The square steel construction leers up out of the top of the underpass that leads to Kursky Station. It looks as if it were shipped in from a Soviet military factory whose move to consumer goods had not been as successful as hoped.
It is a steel lift for those for whom the continual descent and ascent of Moscow streets is impossible, with a design as clunky as the ticket machines in the metro, the size of computers circa 1955.
Luckily, the lifts are so ungainly and ugly that they blend into the background at Kursky, and I suspect they were there a few months before anyone noticed.
The lifts are not only supposed to be for the disabled but for the infirm and for parents pushing prams, all a good idea if it actually worked. Press the button on the lift, and you get an imitation of the city’s unofficial attitude to the disabled: silence. Luckily there is another button to press to speak to the operator for such situations. Press that, nothing again.

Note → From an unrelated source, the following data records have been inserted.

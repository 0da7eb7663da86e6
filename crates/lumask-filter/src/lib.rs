//! lumask-filter - Kernels, spectral convolution and noise detection
//!
//! This crate provides the frequency-domain machinery of the toolkit:
//!
//! - Normalized Gaussian kernel construction
//! - FFT-based 2D convolution with plan reuse and a shared planning lock
//! - Impulse (salt-and-pepper) noise detection

mod error;
pub mod impulse;
pub mod kernel;
pub mod spectral;

pub use error::{FilterError, FilterResult};
pub use impulse::mark_impulse;
pub use kernel::{Kernel, gaussian_kernel};
pub use spectral::{Convolution, FftContext, gaussian_blur};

It wasn’t much of a surprise, as it doesn’t look as if it has moved lately, much of the outside is covered in fly-by posters advertising easy credit.
The only clue as to the last time a person used it was a solitary cigarette stub that lay on the floor inside.
One reason for its inactivity could be a desire to keep away the local down-and-outs, a sizable and influential community in that area, from taking over the prime real estate. A very sweet old lady has welcome ownership of a phone box near the metro from where she plays the violin.
The lifts are not that old, part of a feeble attempt by the city to provide disabled access. Even if they worked, you only have to go a few more meters to find more obstacles; there is no lift in the metro station nearby.
I suspect the only way to make the city easier to access would be to forcibly tie the mayor to a wheelchair for a month or six before taking up office. That is also a worthy sentence for the previous leader who might get convicted in the near future.
At Mayakovskaya, there is a lift of a similar design but in working order. When you press the button, the door swings open like a welcome to a haunted house. Inside, you have to keep the button continually pressed for the clunky journey down or up a few meters.
At the other end of the underpass, the second lift is located next to a low door built by someone who presumably envied how hobbits live.
A woman opens the door, unbends herself and explains how the lift works.
What about the one at Kursky?
“Oh, I don’t think that one ever worked,” she said and, bowing her head, went back into her burrow.